Approximately 7 hours per week would be dedicated to newscasts and an
additional 21 hours to talk and information programs. |
5. |
The applicant indicated that it would
establish an advisory committee of between 10 and 12 members "to ensure
that the operations and services provided by Rainbow Radio are best
suited to the interests and needs of the gay community in Canada" as
well as the broader society of Canada. The advisory committee would make
recommendations concerning programming policies and would participate in
or oversee the handling of all complaints.

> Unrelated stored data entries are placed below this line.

//! # Sea-ORM 错误分类
//!
//! 将底层 `DbErr` 归类到数据访问层的错误分类（唯一冲突 / 外键冲突 / 引擎错误）

use sea_orm::{DbErr, SqlErr, TransactionError};

use super::types::DataError;

impl From<DbErr> for DataError {
    fn from(err: DbErr) -> Self {
        match err.sql_err() {
            Some(SqlErr::UniqueConstraintViolation(message)) => Self::UniqueViolation {
                fields: extract_constraint_fields(&message),
                source: Some(err.into()),
            },
            Some(SqlErr::ForeignKeyConstraintViolation(message)) => Self::ForeignKeyViolation {
                message,
                source: Some(err.into()),
            },
            _ => match err {
                DbErr::RecordNotFound(entity) => Self::NotFound { entity },
                other => Self::Engine {
                    message: other.to_string(),
                    source: Some(other.into()),
                },
            },
        }
    }
}

impl From<TransactionError<DataError>> for DataError {
    fn from(err: TransactionError<DataError>) -> Self {
        match err {
            TransactionError::Connection(db_err) => db_err.into(),
            TransactionError::Transaction(data_err) => data_err,
        }
    }
}

/// 从驱动返回的错误文本中提取冲突字段名。
///
/// SQLite 报 `UNIQUE constraint failed: likes.post_id, likes.user_id`，
/// Postgres 报 `duplicate key value violates unique constraint "..."`，
/// 解析不出来时退化为整条消息。
fn extract_constraint_fields(message: &str) -> Vec<String> {
    if let Some((_, tail)) = message.split_once("constraint failed:") {
        let fields: Vec<String> = tail
            .split(',')
            .map(|part| {
                let part = part.trim();
                part.rsplit_once('.')
                    .map_or(part, |(_, column)| column)
                    .to_string()
            })
            .filter(|f| !f.is_empty())
            .collect();
        if !fields.is_empty() {
            return fields;
        }
    }
    vec![message.to_string()]
}
//! # 查询构建模块
//!
//! 所有实体共享的通用查询描述：过滤谓词树、排序、分页（偏移 + 游标）、
//! 去重字段与变更文档。每个实体委托都复用这一套构建器，
//! 而不是为每个实体生成一份查询代码

pub mod filter;
pub mod mutation;
pub mod order;
pub mod page;

pub use filter::{Compare, Filter};
pub use mutation::FieldUpdate;
pub use order::{apply_order, Direction, Nulls, OrderBy};
pub use page::{Cursor, Page};

use sea_orm::{ColumnTrait, EntityTrait};

/// 一次读取操作的完整描述
#[derive(Debug, Clone)]
pub struct Query<E: EntityTrait> {
    pub filter: Option<Filter<E::Column>>,
    pub order: Vec<OrderBy<E::Column>>,
    pub page: Page<E::Column>,
    /// 去重字段列表；按排序后首行保留
    pub distinct: Vec<E::Column>,
}

impl<E: EntityTrait> Default for Query<E> {
    fn default() -> Self {
        Self {
            filter: None,
            order: Vec::new(),
            page: Page::default(),
            distinct: Vec::new(),
        }
    }
}

impl<E: EntityTrait> Query<E> {
    #[must_use]
    pub fn new() -> Self {
        Self::default()
    }

    #[must_use]
    pub fn filter(mut self, filter: Filter<E::Column>) -> Self {
        self.filter = Some(filter);
        self
    }

    #[must_use]
    pub fn order_by(mut self, order: OrderBy<E::Column>) -> Self {
        self.order.push(order);
        self
    }

    #[must_use]
    pub fn take(mut self, take: i64) -> Self {
        self.page.take = Some(take);
        self
    }

    #[must_use]
    pub fn skip(mut self, skip: u64) -> Self {
        self.page.skip = Some(skip);
        self
    }

    #[must_use]
    pub fn cursor(mut self, cursor: Cursor<E::Column>) -> Self {
        self.page.cursor = Some(cursor);
        self
    }

    #[must_use]
    pub fn distinct(mut self, columns: impl IntoIterator<Item = E::Column>) -> Self {
        self.distinct = columns.into_iter().collect();
        self
    }
}

/// 唯一键选择器：主键或唯一索引列的取值组合
#[derive(Debug, Clone)]
pub struct UniqueKey<C: sea_orm::ColumnTrait> {
    pub pairs: Vec<(C, sea_orm::Value)>,
}

impl<C: sea_orm::ColumnTrait> UniqueKey<C> {
    pub fn new(column: C, value: impl Into<sea_orm::Value>) -> Self {
        Self {
            pairs: vec![(column, value.into())],
        }
    }

    /// 复合唯一键（如 likes 的 (post_id, user_id)）
    pub fn composite<V: Into<sea_orm::Value>>(pairs: impl IntoIterator<Item = (C, V)>) -> Self {
        Self {
            pairs: pairs
                .into_iter()
                .map(|(c, v)| (c, v.into()))
                .collect(),
        }
    }

    /// 降解为等值条件
    #[must_use]
    pub fn into_condition(self) -> sea_orm::Condition {
        self.pairs
            .into_iter()
            .fold(sea_orm::Condition::all(), |cond, (column, value)| {
                cond.add(column.eq(value))
            })
    }
}
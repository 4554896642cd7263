//! # 收藏实体定义
//!
//! 用户收藏夹条目，指向一篇文章或一条帖子（二选一）

use sea_orm::entity::prelude::*;
use sea_orm::Set;
use serde::{Deserialize, Serialize};

/// 收藏实体
#[derive(Clone, Debug, PartialEq, DeriveEntityModel, Eq, Serialize, Deserialize)]
#[sea_orm(table_name = "collections")]
pub struct Model {
    #[sea_orm(primary_key, auto_increment = false)]
    pub id: String,
    /// 收藏者ID (外键)
    pub user_id: String,
    /// 收藏的文章ID，与 post_id 互斥
    pub article_id: Option<String>,
    /// 收藏的帖子ID，与 article_id 互斥
    pub post_id: Option<String>,
    pub created_at: DateTime,
}

#[derive(Copy, Clone, Debug, EnumIter, DeriveRelation)]
pub enum Relation {
    #[sea_orm(
        belongs_to = "super::users::Entity",
        from = "Column::UserId",
        to = "super::users::Column::Id",
        on_update = "Cascade",
        on_delete = "Cascade"
    )]
    User,
}

impl Related<super::users::Entity> for Entity {
    fn to() -> RelationDef {
        Relation::User.def()
    }
}

#[async_trait::async_trait]
impl ActiveModelBehavior for ActiveModel {
    async fn before_save<C>(mut self, _db: &C, insert: bool) -> Result<Self, DbErr>
    where
        C: ConnectionTrait,
    {
        if insert {
            if self.id.is_not_set() {
                self.id = Set(uuid::Uuid::new_v4().to_string());
            }
            if self.created_at.is_not_set() {
                self.created_at = Set(chrono::Utc::now().naive_utc());
            }
        }
        Ok(self)
    }
}
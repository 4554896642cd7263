//! # 数据库配置

use serde::{Deserialize, Serialize};

/// 数据库连接配置
#[derive(Debug, Clone, Serialize, Deserialize)]
pub struct DatabaseConfig {
    /// 连接地址，如 `sqlite://data/fundlab.db` 或 `sqlite::memory:`
    pub url: String,
    /// 连接池最大连接数
    #[serde(default = "default_max_connections")]
    pub max_connections: u32,
    /// 获取连接超时（秒）
    #[serde(default = "default_connect_timeout")]
    pub connect_timeout: u64,
}

const fn default_max_connections() -> u32 {
    10
}

const fn default_connect_timeout() -> u64 {
    30
}

impl Default for DatabaseConfig {
    fn default() -> Self {
        Self {
            url: "sqlite::memory:".to_string(),
            max_connections: default_max_connections(),
            connect_timeout: default_connect_timeout(),
        }
    }
}
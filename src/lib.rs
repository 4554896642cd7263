//! # FundLab 数据访问层
//!
//! 基金学习社区（文章 / 动态 / 评论 / 点赞 / 收藏）与模拟投资
//! （账户 / 持仓 / 交易流水）的统一数据访问层。每个实体暴露同一组
//! CRUD / 聚合操作，查询以结构化文档描述并在库内降解为 SQL，
//! 错误归一为 [`DataError`] 分类
//!
//! ## 快速上手
//!
//! ```no_run
//! use fundlab_data::{AppConfig, DataClient, Filter, Query};
//! use entity::users;
//!
//! # async fn demo() -> fundlab_data::Result<()> {
//! let client = DataClient::connect(&AppConfig::default()).await?;
//! let beginners = client
//!     .users()
//!     .find_many(Query::new().filter(Filter::eq(users::Column::Level, "BEGINNER")))
//!     .await?;
//! # let _ = beginners;
//! # Ok(())
//! # }
//! ```

pub mod client;
pub mod config;
pub mod database;
pub mod delegate;
pub mod error;
pub mod logging;
pub mod query;

pub use client::{batch_op, BatchOperation, DataClient, TransactionCallback, TransactionOptions};
pub use config::{
    load_config, AppConfig, DatabaseConfig, ErrorFormat, IsolationLevel, LogConfig,
    TransactionConfig,
};
pub use database::{check_database_status, init_database, run_migrations};
pub use delegate::{
    AccountInclude, AccountWithRelations, AggregateFn, AggregateSpec, EntityDelegate, FindResult,
    GroupBySpec, Having, HavingOp, PostInclude, PostWithRelations, RelationQuery, UserInclude,
    UserWithRelations,
};
pub use error::{Context, DataError, Result};
pub use logging::{init_logging, LogEvent, LogHooks, LogLevel};
pub use query::{
    Compare, Cursor, Direction, FieldUpdate, Filter, Nulls, OrderBy, Page, Query, UniqueKey,
};
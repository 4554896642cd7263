//! # 评论实体定义

use sea_orm::entity::prelude::*;
use sea_orm::Set;
use serde::{Deserialize, Serialize};

/// 评论实体
#[derive(Clone, Debug, PartialEq, DeriveEntityModel, Eq, Serialize, Deserialize)]
#[sea_orm(table_name = "comments")]
pub struct Model {
    #[sea_orm(primary_key, auto_increment = false)]
    pub id: String,
    /// 所属帖子ID (外键)
    pub post_id: String,
    /// 评论者ID (外键)
    pub user_id: String,
    #[sea_orm(column_type = "Text")]
    pub content: String,
    pub created_at: DateTime,
    pub updated_at: DateTime,
}

#[derive(Copy, Clone, Debug, EnumIter, DeriveRelation)]
pub enum Relation {
    #[sea_orm(
        belongs_to = "super::posts::Entity",
        from = "Column::PostId",
        to = "super::posts::Column::Id",
        on_update = "Cascade",
        on_delete = "Cascade"
    )]
    Post,
    #[sea_orm(
        belongs_to = "super::users::Entity",
        from = "Column::UserId",
        to = "super::users::Column::Id",
        on_update = "Cascade",
        on_delete = "Cascade"
    )]
    User,
}

impl Related<super::posts::Entity> for Entity {
    fn to() -> RelationDef {
        Relation::Post.def()
    }
}

impl Related<super::users::Entity> for Entity {
    fn to() -> RelationDef {
        Relation::User.def()
    }
}

#[async_trait::async_trait]
impl ActiveModelBehavior for ActiveModel {
    async fn before_save<C>(mut self, _db: &C, insert: bool) -> Result<Self, DbErr>
    where
        C: ConnectionTrait,
    {
        let now = chrono::Utc::now().naive_utc();
        if insert {
            if self.id.is_not_set() {
                self.id = Set(uuid::Uuid::new_v4().to_string());
            }
            if self.created_at.is_not_set() {
                self.created_at = Set(now);
            }
        }
        self.updated_at = Set(now);
        Ok(self)
    }
}
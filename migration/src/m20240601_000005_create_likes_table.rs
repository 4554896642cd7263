use sea_orm_migration::prelude::*;

#[derive(DeriveMigrationName)]
pub struct Migration;

#[async_trait::async_trait]
impl MigrationTrait for Migration {
    async fn up(&self, manager: &SchemaManager) -> Result<(), DbErr> {
        manager
            .create_table(
                Table::create()
                    .table(Likes::Table)
                    .if_not_exists()
                    .col(
                        ColumnDef::new(Likes::Id)
                            .string_len(36)
                            .not_null()
                            .primary_key(),
                    )
                    .col(ColumnDef::new(Likes::PostId).string_len(36).not_null())
                    .col(ColumnDef::new(Likes::UserId).string_len(36).not_null())
                    .col(
                        ColumnDef::new(Likes::CreatedAt)
                            .timestamp()
                            .not_null()
                            .default(Expr::current_timestamp()),
                    )
                    .foreign_key(
                        ForeignKey::create()
                            .name("fk_likes_post_id")
                            .from(Likes::Table, Likes::PostId)
                            .to(Posts::Table, Posts::Id)
                            .on_update(ForeignKeyAction::Cascade)
                            .on_delete(ForeignKeyAction::Cascade),
                    )
                    .foreign_key(
                        ForeignKey::create()
                            .name("fk_likes_user_id")
                            .from(Likes::Table, Likes::UserId)
                            .to(Users::Table, Users::Id)
                            .on_update(ForeignKeyAction::Cascade)
                            .on_delete(ForeignKeyAction::Cascade),
                    )
                    .to_owned(),
            )
            .await?;

        // 同一用户对同一帖子只能点赞一次
        manager
            .create_index(
                Index::create()
                    .name("idx_likes_post_user_unique")
                    .table(Likes::Table)
                    .col(Likes::PostId)
                    .col(Likes::UserId)
                    .unique()
                    .to_owned(),
            )
            .await?;

        manager
            .create_index(
                Index::create()
                    .name("idx_likes_user_id")
                    .table(Likes::Table)
                    .col(Likes::UserId)
                    .to_owned(),
            )
            .await?;

        Ok(())
    }

    async fn down(&self, manager: &SchemaManager) -> Result<(), DbErr> {
        manager
            .drop_table(Table::drop().table(Likes::Table).to_owned())
            .await
    }
}

#[derive(DeriveIden)]
enum Likes {
    Table,
    Id,
    PostId,
    UserId,
    CreatedAt,
}

#[derive(DeriveIden)]
enum Posts {
    Table,
    Id,
}

#[derive(DeriveIden)]
enum Users {
    Table,
    Id,
}
//! 列表查询：过滤、排序、分页（偏移 + 游标）、去重与投影

mod common;

use entity::users;
use fundlab_data::{
    Cursor, DataError, FieldUpdate, Filter, FindResult, Nulls, OrderBy, Query, UniqueKey,
    UserInclude,
};
use pretty_assertions::assert_eq;

async fn seed_users(client: &fundlab_data::DataClient, n: usize) {
    for i in 1..=n {
        client
            .users()
            .create(common::user(&format!("u{i}@fundlab.cn")))
            .await
            .expect("创建用户");
    }
}

fn emails(rows: Vec<users::Model>) -> Vec<String> {
    rows.into_iter().map(|u| u.email).collect()
}

#[tokio::test]
async fn test_filter_with_order() {
    let client = common::setup().await;
    seed_users(&client, 3).await;
    client
        .users()
        .update(
            UniqueKey::new(users::Column::Email, "u2@fundlab.cn"),
            vec![FieldUpdate::set(users::Column::Level, "ADVANCED")],
        )
        .await
        .expect("升级");

    let rows = client
        .users()
        .find_many(
            Query::new()
                .filter(Filter::eq(users::Column::Level, "BEGINNER"))
                .order_by(OrderBy::desc(users::Column::Email)),
        )
        .await
        .expect("查询");
    assert_eq!(emails(rows), vec!["u3@fundlab.cn", "u1@fundlab.cn"]);
}

#[tokio::test]
async fn test_take_skip_offset_pagination() {
    let client = common::setup().await;
    seed_users(&client, 5).await;

    let rows = client
        .users()
        .find_many(
            Query::new()
                .order_by(OrderBy::asc(users::Column::Email))
                .skip(1)
                .take(2),
        )
        .await
        .expect("查询");
    assert_eq!(emails(rows), vec!["u2@fundlab.cn", "u3@fundlab.cn"]);
}

#[tokio::test]
async fn test_negative_take_returns_tail_in_order() {
    let client = common::setup().await;
    seed_users(&client, 5).await;

    let rows = client
        .users()
        .find_many(
            Query::new()
                .order_by(OrderBy::asc(users::Column::Email))
                .take(-2),
        )
        .await
        .expect("查询");
    // 取末尾两行，但输出仍按请求的升序排列
    assert_eq!(emails(rows), vec!["u4@fundlab.cn", "u5@fundlab.cn"]);
}

#[tokio::test]
async fn test_cursor_pagination_excludes_anchor() {
    let client = common::setup().await;
    seed_users(&client, 5).await;

    let rows = client
        .users()
        .find_many(
            Query::new()
                .cursor(Cursor::new(users::Column::Email, "u2@fundlab.cn"))
                .take(2),
        )
        .await
        .expect("查询");
    assert_eq!(emails(rows), vec!["u3@fundlab.cn", "u4@fundlab.cn"]);
}

#[tokio::test]
async fn test_cursor_backward_pagination() {
    let client = common::setup().await;
    seed_users(&client, 5).await;

    let rows = client
        .users()
        .find_many(
            Query::new()
                .cursor(Cursor::new(users::Column::Email, "u4@fundlab.cn"))
                .take(-2),
        )
        .await
        .expect("查询");
    assert_eq!(emails(rows), vec!["u2@fundlab.cn", "u3@fundlab.cn"]);
}

#[tokio::test]
async fn test_distinct_keeps_first_per_value() {
    let client = common::setup().await;
    seed_users(&client, 4).await;
    for email in ["u1@fundlab.cn", "u2@fundlab.cn"] {
        client
            .users()
            .update(
                UniqueKey::new(users::Column::Email, email),
                vec![FieldUpdate::set(users::Column::Level, "ADVANCED")],
            )
            .await
            .expect("升级");
    }

    let rows = client
        .users()
        .find_many(
            Query::new()
                .order_by(OrderBy::asc(users::Column::Email))
                .distinct([users::Column::Level]),
        )
        .await
        .expect("查询");
    assert_eq!(
        emails(rows),
        vec!["u1@fundlab.cn", "u3@fundlab.cn"],
        "每个等级保留排序后的首行"
    );
}

#[tokio::test]
async fn test_distinct_dedupes_before_take() {
    let client = common::setup().await;
    seed_users(&client, 4).await;
    // u1/u2 同级，窗口内出现重复组合时 take 仍要凑满 distinct 行数
    for (email, level) in [
        ("u1@fundlab.cn", "BEGINNER"),
        ("u2@fundlab.cn", "BEGINNER"),
        ("u3@fundlab.cn", "INTERMEDIATE"),
        ("u4@fundlab.cn", "ADVANCED"),
    ] {
        client
            .users()
            .update(
                UniqueKey::new(users::Column::Email, email),
                vec![FieldUpdate::set(users::Column::Level, level)],
            )
            .await
            .expect("定级");
    }

    let rows = client
        .users()
        .find_many(
            Query::new()
                .order_by(OrderBy::asc(users::Column::Email))
                .distinct([users::Column::Level])
                .take(3),
        )
        .await
        .expect("查询");
    assert_eq!(
        emails(rows),
        vec!["u1@fundlab.cn", "u3@fundlab.cn", "u4@fundlab.cn"],
        "先去重再 take"
    );
}

#[tokio::test]
async fn test_contains_insensitive() {
    let client = common::setup().await;
    client
        .users()
        .create(common::user("Alice@FundLab.cn"))
        .await
        .expect("创建用户");

    let sensitive = client
        .users()
        .find_many(Query::new().filter(Filter::contains(users::Column::Email, "alice")))
        .await
        .expect("查询");
    let insensitive = client
        .users()
        .find_many(Query::new().filter(Filter::contains_insensitive(
            users::Column::Email,
            "ALICE",
        )))
        .await
        .expect("查询");

    assert!(sensitive.is_empty(), "大小写敏感匹配不命中");
    assert_eq!(insensitive.len(), 1);
}

#[tokio::test]
async fn test_order_nulls_last() {
    let client = common::setup().await;
    client
        .users()
        .create(common::user("anon@fundlab.cn"))
        .await
        .expect("创建用户");
    client
        .users()
        .create(common::named_user("named@fundlab.cn", "老基民"))
        .await
        .expect("创建用户");

    let rows = client
        .users()
        .find_many(
            Query::new().order_by(OrderBy::asc(users::Column::Username).nulls(Nulls::Last)),
        )
        .await
        .expect("查询");
    assert!(rows[0].username.is_some());
    assert!(rows[1].username.is_none(), "NULL 行排在末尾");
}

#[tokio::test]
async fn test_find_first_respects_order() {
    let client = common::setup().await;
    seed_users(&client, 3).await;

    let first = client
        .users()
        .find_first(Query::new().order_by(OrderBy::desc(users::Column::Email)))
        .await
        .expect("查询")
        .expect("应有结果");
    assert_eq!(first.email, "u3@fundlab.cn");

    let err = client
        .users()
        .find_first_or_throw(
            Query::new().filter(Filter::eq(users::Column::Email, "ghost@fundlab.cn")),
        )
        .await
        .expect_err("空结果必须报错");
    assert!(err.is_not_found());
}

#[tokio::test]
async fn test_select_projects_requested_columns() {
    let client = common::setup().await;
    seed_users(&client, 2).await;

    let result = client
        .find_users(
            Query::new().order_by(OrderBy::asc(users::Column::Email)),
            Some(vec![users::Column::Email, users::Column::Level]),
            None,
        )
        .await
        .expect("查询");

    let FindResult::Projected(rows) = result else {
        panic!("期望投影结果");
    };
    assert_eq!(rows.len(), 2);
    assert_eq!(rows[0]["email"], "u1@fundlab.cn");
    assert!(
        rows[0].get("password_hash").is_none(),
        "未选择的字段不应出现"
    );
}

#[tokio::test]
async fn test_omit_strips_configured_fields_from_projection() {
    use std::collections::HashMap;

    let client = common::setup().await.with_omit(HashMap::from([(
        "users".to_string(),
        vec!["password_hash".to_string()],
    )]));
    seed_users(&client, 1).await;

    let result = client
        .find_users(
            Query::new(),
            Some(vec![
                users::Column::Email,
                users::Column::PasswordHash,
                users::Column::Level,
            ]),
            None,
        )
        .await
        .expect("查询");

    let FindResult::Projected(rows) = result else {
        panic!("期望投影结果");
    };
    assert_eq!(rows[0]["email"], "u1@fundlab.cn");
    assert_eq!(rows[0]["level"], "BEGINNER");
    assert!(
        rows[0].get("password_hash").is_none(),
        "命中忽略规则的字段被剔除"
    );
}

#[tokio::test]
async fn test_select_and_include_are_exclusive() {
    let client = common::setup().await;
    let err = client
        .find_users(
            Query::new(),
            Some(vec![users::Column::Email]),
            Some(UserInclude {
                posts: Some(fundlab_data::RelationQuery::new()),
                ..Default::default()
            }),
        )
        .await
        .expect_err("select 与 include 互斥");
    assert!(matches!(err, DataError::Validation { .. }), "err: {err}");
}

The advisory committee
members would each "have experience in broadcasting and in the handling
of issues relevant to the gay culture and community." |
6. |
Rainbow also stated that it has developed
guidelines that will ensure balance and high standards in its open-line
and interactive programs, and that will ensure the absence of abusive
language. |
7. |
During the daytime, the proposed station
would feature a mix of Top Forty music, pop, and classic hits from the
1970s, 1980s, and 1990s. In the evenings and on weekends dance music,
Rhythm and blues, club mixes, easy listening, contemporary jazz, Latin
beat and world music would also be offered. The applicant indicated that
during the broadcast day and between 6:00 a.m. and 6:00 p.m. on weekdays
it would devote 40% of all music drawn from category 2 (popular music)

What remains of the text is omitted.